会場の一番奥に鎮座するのは本尊である《三田三重スパイラル》である。三田についてのポエムを三重螺旋により可視化したものだ。三重であるのは、《三田トリスケル》が3つ(みっつ)の板で構成されているのと同様、「みた(満た)ない」から「みつ(満つ)」への転換を祈念してのことと推察される。やはり作家はそこに芸術の核心を見たのではなかろうか。"THE CENTER OF THE EARTH"、すなわち世界や宇宙の中心の探究が作家の使命であるが、中心とは常に空洞である。空洞であるからこそ「みつ(満つ)」ために「みた(満た)」そうとする営為が生まれる。それが本源的なのだ(河合隼雄が『古事記』(日本の神話!)を分析して指摘した日本の中空構造にも通じよう)。みつ(満つ)の未然形「みた(満た)」は端的に空洞であり、その名は体である地下鉄駅(=地下洞)と完全に一致しているのであった。

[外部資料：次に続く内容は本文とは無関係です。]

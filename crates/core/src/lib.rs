//! `tally-core` — building blocks shared by the money and line-item crates.
//!
//! This crate contains **pure domain** primitives (no IO, no UI concerns).

pub mod error;
pub mod id;

pub use error::{DomainError, DomainResult};
pub use id::{CatalogItemId, LineItemId};
//! Dual-amount money value (transaction currency + base currency).

use core::cmp::Ordering;
use core::fmt;

use rust_decimal::Decimal;
use serde::{Deserialize, Serialize};
use tally_core::{DomainError, DomainResult};

use crate::amount::{ToAmount, parse_decimal, round_money};

/// A monetary amount carried in the transaction currency and the base currency.
///
/// Both components are exact decimals held at two fractional digits. Money
/// built by this crate always has `txn == base`; FX conversion is applied by
/// the backend and only ever arrives here through [`Money::with_base`] or
/// deserialization.
///
/// Arithmetic works on the transaction amount and returns a freshly
/// normalized value (`base` re-derived from `txn`), never mutating `self`.
#[derive(Debug, Clone, Copy, PartialEq, Eq, Hash, Serialize, Deserialize)]
#[serde(try_from = "MoneyRecord", into = "MoneyRecord")]
pub struct Money {
    txn: Decimal,
    base: Decimal,
}

impl Money {
    /// Build money from any amount, rounding half away from zero at 2 decimals.
    pub fn create(amount: impl ToAmount) -> DomainResult<Self> {
        Ok(Self::from_decimal(amount.to_amount()?))
    }

    /// Build money from an exact decimal (infallible).
    pub fn from_decimal(amount: Decimal) -> Self {
        let normalized = round_money(amount);
        Self {
            txn: normalized,
            base: normalized,
        }
    }

    pub fn zero() -> Self {
        Self::from_decimal(Decimal::ZERO)
    }

    /// Replace the base-currency amount with an externally converted one.
    pub fn with_base(self, base: impl ToAmount) -> DomainResult<Self> {
        Ok(Self {
            txn: self.txn,
            base: round_money(base.to_amount()?),
        })
    }

    /// Transaction-currency amount.
    pub fn txn(&self) -> Decimal {
        self.txn
    }

    /// Base-currency amount.
    pub fn base(&self) -> Decimal {
        self.base
    }

    pub fn is_zero(&self) -> bool {
        self.txn.is_zero()
    }

    pub fn checked_add(&self, other: &Money) -> DomainResult<Money> {
        self.txn
            .checked_add(other.txn)
            .map(Self::from_decimal)
            .ok_or_else(|| DomainError::invalid_amount(format!("{self} + {other} overflows")))
    }

    pub fn checked_sub(&self, other: &Money) -> DomainResult<Money> {
        self.txn
            .checked_sub(other.txn)
            .map(Self::from_decimal)
            .ok_or_else(|| DomainError::invalid_amount(format!("{self} - {other} overflows")))
    }

    pub fn checked_mul(&self, scalar: impl ToAmount) -> DomainResult<Money> {
        let scalar = scalar.to_amount()?;
        self.txn
            .checked_mul(scalar)
            .map(Self::from_decimal)
            .ok_or_else(|| DomainError::invalid_amount(format!("{self} * {scalar} overflows")))
    }

    pub fn negate(&self) -> Money {
        Self::from_decimal(-self.txn)
    }

    /// Total ordering by transaction amount (the base amount is ignored).
    pub fn compare(&self, other: &Money) -> Ordering {
        self.txn.cmp(&other.txn)
    }

    /// Sum any number of amounts; an empty input sums to `0.00`.
    pub fn sum<'a>(amounts: impl IntoIterator<Item = &'a Money>) -> DomainResult<Money> {
        amounts
            .into_iter()
            .try_fold(Money::zero(), |acc, m| acc.checked_add(m))
    }
}

impl Default for Money {
    fn default() -> Self {
        Self::zero()
    }
}

impl fmt::Display for Money {
    fn fmt(&self, f: &mut fmt::Formatter<'_>) -> fmt::Result {
        write!(f, "{:.2}", self.txn)
    }
}

/// Persisted JSON shape of money: `{ "txn": "12.30", "base": "12.30" }`.
///
/// This is what the backend stores and what arrives from the editing UI, so
/// its strings are not trusted until converted into [`Money`].
#[derive(Debug, Clone, PartialEq, Eq, Serialize, Deserialize)]
pub struct MoneyRecord {
    pub txn: String,
    pub base: String,
}

impl MoneyRecord {
    pub fn new(txn: impl Into<String>, base: impl Into<String>) -> Self {
        Self {
            txn: txn.into(),
            base: base.into(),
        }
    }

    /// True iff both components parse as finite decimals.
    pub fn is_valid(&self) -> bool {
        parse_decimal(&self.txn).is_ok() && parse_decimal(&self.base).is_ok()
    }

    /// Numeric value of the transaction component.
    pub fn parse_txn(&self) -> DomainResult<Decimal> {
        parse_decimal(&self.txn)
    }
}

impl TryFrom<MoneyRecord> for Money {
    type Error = DomainError;

    fn try_from(record: MoneyRecord) -> Result<Self, Self::Error> {
        Ok(Self {
            txn: round_money(parse_decimal(&record.txn)?),
            base: round_money(parse_decimal(&record.base)?),
        })
    }
}

impl From<Money> for MoneyRecord {
    fn from(money: Money) -> Self {
        Self {
            txn: format!("{:.2}", money.txn),
            base: format!("{:.2}", money.base),
        }
    }
}

#[cfg(test)]
mod tests {
    use super::*;
    use core::str::FromStr;
    use proptest::prelude::*;
    use rust_decimal::RoundingStrategy;

    fn money(s: &str) -> Money {
        Money::create(s).unwrap()
    }

    #[test]
    fn create_formats_to_two_decimals() {
        assert_eq!(money("12").to_string(), "12.00");
        assert_eq!(money("12.3").to_string(), "12.30");
        assert_eq!(money("5.255").to_string(), "5.26");
        assert_eq!(money("-3.335").to_string(), "-3.34");
        assert_eq!(Money::create(7).unwrap().to_string(), "7.00");
        assert_eq!(Money::create(2.5).unwrap().to_string(), "2.50");
    }

    #[test]
    fn create_sets_base_equal_to_txn() {
        let m = money("19.999");
        assert_eq!(m.txn(), m.base());
        assert_eq!(m.base().to_string(), "20.00");
    }

    #[test]
    fn create_rejects_non_numeric_input() {
        match Money::create("abc") {
            Err(DomainError::InvalidAmount(_)) => {}
            other => panic!("Expected InvalidAmount, got {other:?}"),
        }
        assert!(Money::create("").is_err());
        assert!(Money::create(f64::NAN).is_err());
    }

    #[test]
    fn negate_flips_sign_and_resets_base() {
        let converted = money("12.34").with_base("10.00").unwrap();
        let negated = converted.negate();
        assert_eq!(negated.to_string(), "-12.34");
        assert_eq!(negated.base(), negated.txn());
        assert_eq!(negated.negate(), money("12.34"));
        assert_eq!(Money::zero().negate().to_string(), "0.00");
    }

    #[test]
    fn underscore_separated_amount_is_rejected() {
        assert!(matches!(Money::create("1_000.5"), Err(DomainError::InvalidAmount(_))));
    }

    #[test]
    fn tiny_scientific_amount_rounds_to_zero() {
        assert_eq!(Money::create("1e-29").unwrap(), Money::zero());
        assert_eq!(Money::create(1e-29f64).unwrap(), Money::zero());
    }

    #[test]
    fn subtracting_self_yields_zero() {
        let a = money("42.17");
        assert_eq!(a.checked_sub(&a).unwrap(), Money::zero());
    }

    #[test]
    fn multiply_rounds_result() {
        let price = money("10.01");
        assert_eq!(price.checked_mul("0.5").unwrap().to_string(), "5.01");
        assert_eq!(price.checked_mul(3).unwrap().to_string(), "30.03");
    }

    #[test]
    fn arithmetic_renormalizes_base() {
        let converted = money("10.00").with_base("8.50").unwrap();
        let sum = converted.checked_add(&money("1.00")).unwrap();
        assert_eq!(sum.txn(), sum.base());
        assert_eq!(sum.to_string(), "11.00");
    }

    #[test]
    fn overflow_is_reported_not_panicked() {
        let huge = Money::from_decimal(Decimal::MAX / Decimal::from(1000));
        match huge.checked_mul(1_000_000) {
            Err(DomainError::InvalidAmount(msg)) if msg.contains("overflows") => {}
            other => panic!("Expected overflow error, got {other:?}"),
        }
    }

    #[test]
    fn compare_orders_by_txn() {
        assert_eq!(money("1.00").compare(&money("2.00")), Ordering::Less);
        assert_eq!(money("2.00").compare(&money("2.001")), Ordering::Equal);
        assert_eq!(money("-1").compare(&money("-2")), Ordering::Greater);
    }

    #[test]
    fn sum_of_nothing_is_zero() {
        assert_eq!(Money::sum([]).unwrap().to_string(), "0.00");
    }

    #[test]
    fn serializes_as_string_pair() {
        let json = serde_json::to_value(money("12.3")).unwrap();
        assert_eq!(json, serde_json::json!({ "txn": "12.30", "base": "12.30" }));
    }

    #[test]
    fn deserialize_keeps_external_base() {
        let m: Money = serde_json::from_str(r#"{"txn":"10","base":"8.5"}"#).unwrap();
        assert_eq!(m.txn().to_string(), "10.00");
        assert_eq!(m.base().to_string(), "8.50");
    }

    #[test]
    fn deserialize_rejects_nan_strings() {
        let err = serde_json::from_str::<Money>(r#"{"txn":"NaN","base":"NaN"}"#).unwrap_err();
        assert!(err.to_string().contains("invalid amount"));
    }

    #[test]
    fn record_validity_checks_both_components() {
        assert!(MoneyRecord::new("1.00", "1.00").is_valid());
        assert!(!MoneyRecord::new("1.00", "NaN").is_valid());
        assert!(!MoneyRecord::new("", "1.00").is_valid());
    }

    proptest! {
        #![proptest_config(ProptestConfig {
            cases: 256,
            ..ProptestConfig::default()
        })]

        /// Property: construction always yields exactly two fractional digits,
        /// rounded half away from zero.
        #[test]
        fn create_normalizes_to_two_places(
            mantissa in -1_000_000_000_000i64..1_000_000_000_000i64,
            scale in 0u32..7
        ) {
            let raw = Decimal::new(mantissa, scale);
            let m = Money::create(raw.to_string()).unwrap();

            let rendered = m.to_string();
            let fraction = rendered.split('.').nth(1).unwrap_or("");
            prop_assert_eq!(fraction.len(), 2);

            let expected = raw.round_dp_with_strategy(2, RoundingStrategy::MidpointAwayFromZero);
            prop_assert_eq!(m.txn(), expected);
        }

        /// Property: adding a non-negative amount never decreases the value.
        #[test]
        fn adding_non_negative_is_monotonic(a in -100_000_000i64..100_000_000i64, b in 0i64..100_000_000i64) {
            let a = Money::from_decimal(Decimal::new(a, 2));
            let b = Money::from_decimal(Decimal::new(b, 2));
            let sum = a.checked_add(&b).unwrap();
            prop_assert_ne!(a.compare(&sum), Ordering::Greater);
        }

        /// Property: addition is commutative.
        #[test]
        fn addition_commutes(a in -100_000_000i64..100_000_000i64, b in -100_000_000i64..100_000_000i64) {
            let a = Money::from_decimal(Decimal::new(a, 2));
            let b = Money::from_decimal(Decimal::new(b, 2));
            prop_assert_eq!(a.checked_add(&b).unwrap(), b.checked_add(&a).unwrap());
        }

        /// Property: a - a == 0.00 for every valid amount string.
        #[test]
        fn self_subtraction_is_zero(raw in "-?[0-9]{1,9}(\\.[0-9]{1,4})?") {
            let a = Money::create(raw.as_str()).unwrap();
            prop_assert_eq!(a.checked_sub(&a).unwrap(), Money::create(0).unwrap());
            prop_assert_eq!(Decimal::from_str(&a.checked_sub(&a).unwrap().to_string()).unwrap(), Decimal::ZERO);
        }
    }
}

余談だが、テレビドラマ『アンメット ある脳外科医の日記』(2024)において、脳外科医・三瓶友治(若葉竜也)が同じく脳外科医・川内ミヤビ(杉咲花)との間でやり取りする医学(の理想)についての議論も「満たされない」(=アンメット)がテーマであった。三瓶が医師が患者に医療を提供するという主客関係に囚われているのに対し、自ら病(記憶障害)を得た川内はともに闇の中(病を治療する状況、病院)にある医師を初めとする医療スタッフ・患者やその家族が一緒になって理想(光)を追うことを示唆する。